** Opening Data to use block **
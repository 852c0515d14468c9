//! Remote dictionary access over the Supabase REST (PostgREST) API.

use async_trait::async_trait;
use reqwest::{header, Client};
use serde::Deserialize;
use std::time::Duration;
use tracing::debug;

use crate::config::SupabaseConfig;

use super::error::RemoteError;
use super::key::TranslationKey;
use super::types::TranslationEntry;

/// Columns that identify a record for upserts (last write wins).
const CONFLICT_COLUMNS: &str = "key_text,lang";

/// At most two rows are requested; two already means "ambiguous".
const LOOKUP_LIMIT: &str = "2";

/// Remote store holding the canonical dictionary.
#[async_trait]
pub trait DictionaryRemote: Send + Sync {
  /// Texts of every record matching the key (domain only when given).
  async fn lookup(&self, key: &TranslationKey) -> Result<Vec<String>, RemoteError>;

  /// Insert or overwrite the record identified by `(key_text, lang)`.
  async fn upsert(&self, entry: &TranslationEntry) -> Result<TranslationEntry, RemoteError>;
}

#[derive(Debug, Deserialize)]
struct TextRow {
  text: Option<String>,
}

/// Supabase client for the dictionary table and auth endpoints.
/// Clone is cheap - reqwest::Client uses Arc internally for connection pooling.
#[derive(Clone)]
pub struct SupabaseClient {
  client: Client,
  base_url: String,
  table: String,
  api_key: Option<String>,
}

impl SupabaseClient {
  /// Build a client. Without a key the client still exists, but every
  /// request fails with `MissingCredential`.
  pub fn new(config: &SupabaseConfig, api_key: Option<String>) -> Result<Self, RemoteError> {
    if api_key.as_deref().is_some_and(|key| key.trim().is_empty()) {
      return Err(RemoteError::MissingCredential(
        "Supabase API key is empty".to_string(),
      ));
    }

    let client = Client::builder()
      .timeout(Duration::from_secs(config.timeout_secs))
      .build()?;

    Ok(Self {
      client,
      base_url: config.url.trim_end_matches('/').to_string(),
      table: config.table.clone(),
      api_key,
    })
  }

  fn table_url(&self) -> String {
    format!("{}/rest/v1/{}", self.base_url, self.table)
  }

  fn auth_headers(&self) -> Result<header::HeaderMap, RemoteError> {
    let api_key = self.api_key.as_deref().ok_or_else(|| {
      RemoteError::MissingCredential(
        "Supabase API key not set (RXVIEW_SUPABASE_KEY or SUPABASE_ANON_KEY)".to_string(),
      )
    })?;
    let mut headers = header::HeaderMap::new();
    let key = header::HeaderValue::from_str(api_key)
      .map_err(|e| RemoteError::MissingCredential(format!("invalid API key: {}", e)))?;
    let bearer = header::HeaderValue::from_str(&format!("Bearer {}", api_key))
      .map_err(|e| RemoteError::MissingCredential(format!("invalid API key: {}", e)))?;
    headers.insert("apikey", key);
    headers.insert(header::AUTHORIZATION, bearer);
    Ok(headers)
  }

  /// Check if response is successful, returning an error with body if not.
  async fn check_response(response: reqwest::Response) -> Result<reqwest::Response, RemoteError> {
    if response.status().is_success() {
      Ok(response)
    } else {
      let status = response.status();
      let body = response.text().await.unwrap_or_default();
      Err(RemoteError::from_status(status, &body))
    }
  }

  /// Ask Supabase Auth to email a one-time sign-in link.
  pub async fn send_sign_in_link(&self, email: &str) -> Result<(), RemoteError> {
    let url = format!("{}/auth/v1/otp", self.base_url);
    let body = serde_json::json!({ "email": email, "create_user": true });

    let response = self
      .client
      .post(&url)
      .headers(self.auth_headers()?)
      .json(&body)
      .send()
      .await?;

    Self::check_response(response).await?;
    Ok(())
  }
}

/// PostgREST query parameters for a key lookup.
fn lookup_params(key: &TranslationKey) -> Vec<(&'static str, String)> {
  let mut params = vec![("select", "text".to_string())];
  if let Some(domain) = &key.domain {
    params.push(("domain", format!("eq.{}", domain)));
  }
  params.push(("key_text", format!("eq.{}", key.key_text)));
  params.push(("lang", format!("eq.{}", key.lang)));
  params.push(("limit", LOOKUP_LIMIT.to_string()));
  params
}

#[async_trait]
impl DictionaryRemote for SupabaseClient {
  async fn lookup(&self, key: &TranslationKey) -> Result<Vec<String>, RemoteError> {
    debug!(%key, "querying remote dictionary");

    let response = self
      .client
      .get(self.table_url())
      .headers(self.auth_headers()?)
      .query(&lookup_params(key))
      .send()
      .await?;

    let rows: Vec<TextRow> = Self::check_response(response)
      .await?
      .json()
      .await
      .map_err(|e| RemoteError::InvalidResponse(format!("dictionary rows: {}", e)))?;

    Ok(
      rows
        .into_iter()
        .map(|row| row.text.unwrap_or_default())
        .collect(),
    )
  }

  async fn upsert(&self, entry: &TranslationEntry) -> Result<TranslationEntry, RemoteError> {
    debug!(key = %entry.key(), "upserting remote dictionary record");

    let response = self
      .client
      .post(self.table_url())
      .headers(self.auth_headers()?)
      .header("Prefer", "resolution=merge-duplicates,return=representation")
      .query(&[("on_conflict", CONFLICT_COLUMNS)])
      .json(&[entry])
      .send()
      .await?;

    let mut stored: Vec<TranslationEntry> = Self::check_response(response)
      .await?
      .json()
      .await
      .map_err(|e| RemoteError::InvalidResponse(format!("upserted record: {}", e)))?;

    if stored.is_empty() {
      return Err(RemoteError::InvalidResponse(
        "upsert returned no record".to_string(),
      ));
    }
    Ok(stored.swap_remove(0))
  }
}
** Closing Data to use block **
** Opening Data to use block **
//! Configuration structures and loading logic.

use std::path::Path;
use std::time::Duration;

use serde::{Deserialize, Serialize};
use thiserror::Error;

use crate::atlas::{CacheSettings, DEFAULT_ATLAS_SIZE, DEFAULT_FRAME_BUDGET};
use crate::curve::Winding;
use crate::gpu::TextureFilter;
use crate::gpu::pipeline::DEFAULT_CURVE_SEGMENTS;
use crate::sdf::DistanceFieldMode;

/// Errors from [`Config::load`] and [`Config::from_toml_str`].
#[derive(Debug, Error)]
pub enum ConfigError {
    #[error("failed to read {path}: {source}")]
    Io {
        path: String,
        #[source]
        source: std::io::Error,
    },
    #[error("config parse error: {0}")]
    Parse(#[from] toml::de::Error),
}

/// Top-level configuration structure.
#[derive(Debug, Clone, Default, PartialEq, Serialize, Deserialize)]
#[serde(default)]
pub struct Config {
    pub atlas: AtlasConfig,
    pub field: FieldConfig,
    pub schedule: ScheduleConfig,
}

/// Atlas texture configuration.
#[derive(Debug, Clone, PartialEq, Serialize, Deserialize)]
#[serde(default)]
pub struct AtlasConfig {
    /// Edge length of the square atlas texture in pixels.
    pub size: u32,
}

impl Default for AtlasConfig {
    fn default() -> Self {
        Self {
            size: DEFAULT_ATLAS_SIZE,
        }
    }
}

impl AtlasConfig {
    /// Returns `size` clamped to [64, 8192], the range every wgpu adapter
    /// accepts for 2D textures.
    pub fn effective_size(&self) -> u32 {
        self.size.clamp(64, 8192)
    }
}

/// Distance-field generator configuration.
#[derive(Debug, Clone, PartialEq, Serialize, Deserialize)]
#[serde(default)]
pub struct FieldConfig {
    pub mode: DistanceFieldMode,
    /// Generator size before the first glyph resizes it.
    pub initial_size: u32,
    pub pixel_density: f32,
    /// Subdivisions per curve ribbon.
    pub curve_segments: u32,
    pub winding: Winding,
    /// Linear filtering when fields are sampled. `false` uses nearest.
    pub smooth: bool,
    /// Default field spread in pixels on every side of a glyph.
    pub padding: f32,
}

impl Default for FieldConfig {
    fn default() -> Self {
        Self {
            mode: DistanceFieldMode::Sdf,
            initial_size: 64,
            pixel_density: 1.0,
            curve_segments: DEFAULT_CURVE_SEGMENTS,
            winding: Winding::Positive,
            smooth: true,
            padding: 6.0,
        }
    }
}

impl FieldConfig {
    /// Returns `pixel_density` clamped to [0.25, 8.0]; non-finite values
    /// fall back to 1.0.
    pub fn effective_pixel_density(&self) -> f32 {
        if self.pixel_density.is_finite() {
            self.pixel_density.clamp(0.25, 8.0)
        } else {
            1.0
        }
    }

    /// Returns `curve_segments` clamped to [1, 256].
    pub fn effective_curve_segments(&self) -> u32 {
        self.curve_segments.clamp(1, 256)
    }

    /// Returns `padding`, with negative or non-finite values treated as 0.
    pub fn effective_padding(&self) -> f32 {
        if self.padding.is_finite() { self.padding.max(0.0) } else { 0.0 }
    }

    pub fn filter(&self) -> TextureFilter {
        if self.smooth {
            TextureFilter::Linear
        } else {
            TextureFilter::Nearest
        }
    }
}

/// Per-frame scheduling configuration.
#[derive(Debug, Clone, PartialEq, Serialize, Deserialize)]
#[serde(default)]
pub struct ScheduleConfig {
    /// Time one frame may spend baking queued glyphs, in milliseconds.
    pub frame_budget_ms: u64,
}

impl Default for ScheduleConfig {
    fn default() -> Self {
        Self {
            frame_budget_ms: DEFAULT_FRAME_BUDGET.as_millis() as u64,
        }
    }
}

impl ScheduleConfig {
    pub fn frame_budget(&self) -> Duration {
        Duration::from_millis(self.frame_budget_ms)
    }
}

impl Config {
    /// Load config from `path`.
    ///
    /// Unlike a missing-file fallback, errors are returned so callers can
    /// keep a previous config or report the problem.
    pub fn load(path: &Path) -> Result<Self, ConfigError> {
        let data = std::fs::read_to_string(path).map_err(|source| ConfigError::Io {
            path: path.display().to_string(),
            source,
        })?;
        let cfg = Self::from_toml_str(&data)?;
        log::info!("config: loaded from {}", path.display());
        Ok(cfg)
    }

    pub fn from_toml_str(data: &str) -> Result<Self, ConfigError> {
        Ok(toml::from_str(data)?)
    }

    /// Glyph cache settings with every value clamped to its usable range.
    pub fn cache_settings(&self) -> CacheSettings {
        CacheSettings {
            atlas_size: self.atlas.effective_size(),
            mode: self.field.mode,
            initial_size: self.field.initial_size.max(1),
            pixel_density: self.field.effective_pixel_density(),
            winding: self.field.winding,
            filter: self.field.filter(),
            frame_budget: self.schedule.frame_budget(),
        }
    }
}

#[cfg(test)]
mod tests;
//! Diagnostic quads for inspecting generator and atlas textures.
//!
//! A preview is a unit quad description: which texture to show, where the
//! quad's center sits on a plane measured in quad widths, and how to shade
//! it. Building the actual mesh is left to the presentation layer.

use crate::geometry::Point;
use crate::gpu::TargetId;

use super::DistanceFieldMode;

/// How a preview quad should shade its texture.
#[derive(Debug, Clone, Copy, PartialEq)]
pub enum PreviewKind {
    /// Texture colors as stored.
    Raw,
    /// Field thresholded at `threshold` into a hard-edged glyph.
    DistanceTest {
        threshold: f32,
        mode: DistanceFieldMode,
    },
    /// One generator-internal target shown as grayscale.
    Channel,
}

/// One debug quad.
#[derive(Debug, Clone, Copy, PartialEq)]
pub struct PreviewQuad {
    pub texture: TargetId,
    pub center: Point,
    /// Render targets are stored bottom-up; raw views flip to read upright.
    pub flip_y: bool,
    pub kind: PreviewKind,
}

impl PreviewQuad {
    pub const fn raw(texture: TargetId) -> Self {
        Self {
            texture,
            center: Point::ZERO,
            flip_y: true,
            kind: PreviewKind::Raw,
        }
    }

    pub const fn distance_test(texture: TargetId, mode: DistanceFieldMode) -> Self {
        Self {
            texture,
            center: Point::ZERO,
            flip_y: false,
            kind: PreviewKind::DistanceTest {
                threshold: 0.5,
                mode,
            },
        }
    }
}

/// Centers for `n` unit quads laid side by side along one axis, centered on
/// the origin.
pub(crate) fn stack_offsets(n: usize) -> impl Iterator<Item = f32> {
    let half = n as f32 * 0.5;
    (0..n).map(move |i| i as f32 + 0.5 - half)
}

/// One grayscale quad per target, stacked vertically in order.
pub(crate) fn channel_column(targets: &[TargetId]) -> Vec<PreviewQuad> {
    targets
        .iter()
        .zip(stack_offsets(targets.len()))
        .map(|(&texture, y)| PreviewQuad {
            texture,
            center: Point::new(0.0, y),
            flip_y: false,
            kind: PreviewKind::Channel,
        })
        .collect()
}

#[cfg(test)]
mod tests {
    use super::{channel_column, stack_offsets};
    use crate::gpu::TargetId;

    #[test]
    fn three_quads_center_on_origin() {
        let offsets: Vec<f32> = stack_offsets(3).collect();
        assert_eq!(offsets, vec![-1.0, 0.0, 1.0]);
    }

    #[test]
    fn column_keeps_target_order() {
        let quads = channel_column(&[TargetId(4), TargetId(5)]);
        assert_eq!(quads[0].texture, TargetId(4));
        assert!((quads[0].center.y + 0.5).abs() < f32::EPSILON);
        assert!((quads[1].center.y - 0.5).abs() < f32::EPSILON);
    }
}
** Closing Data to use block **
What is required: Please copy each line of the records above that holds the word "shade".

Written reply:
//! quad's center sits on a plane measured in quad widths, and how to shade
/// How a preview quad should shade its texture.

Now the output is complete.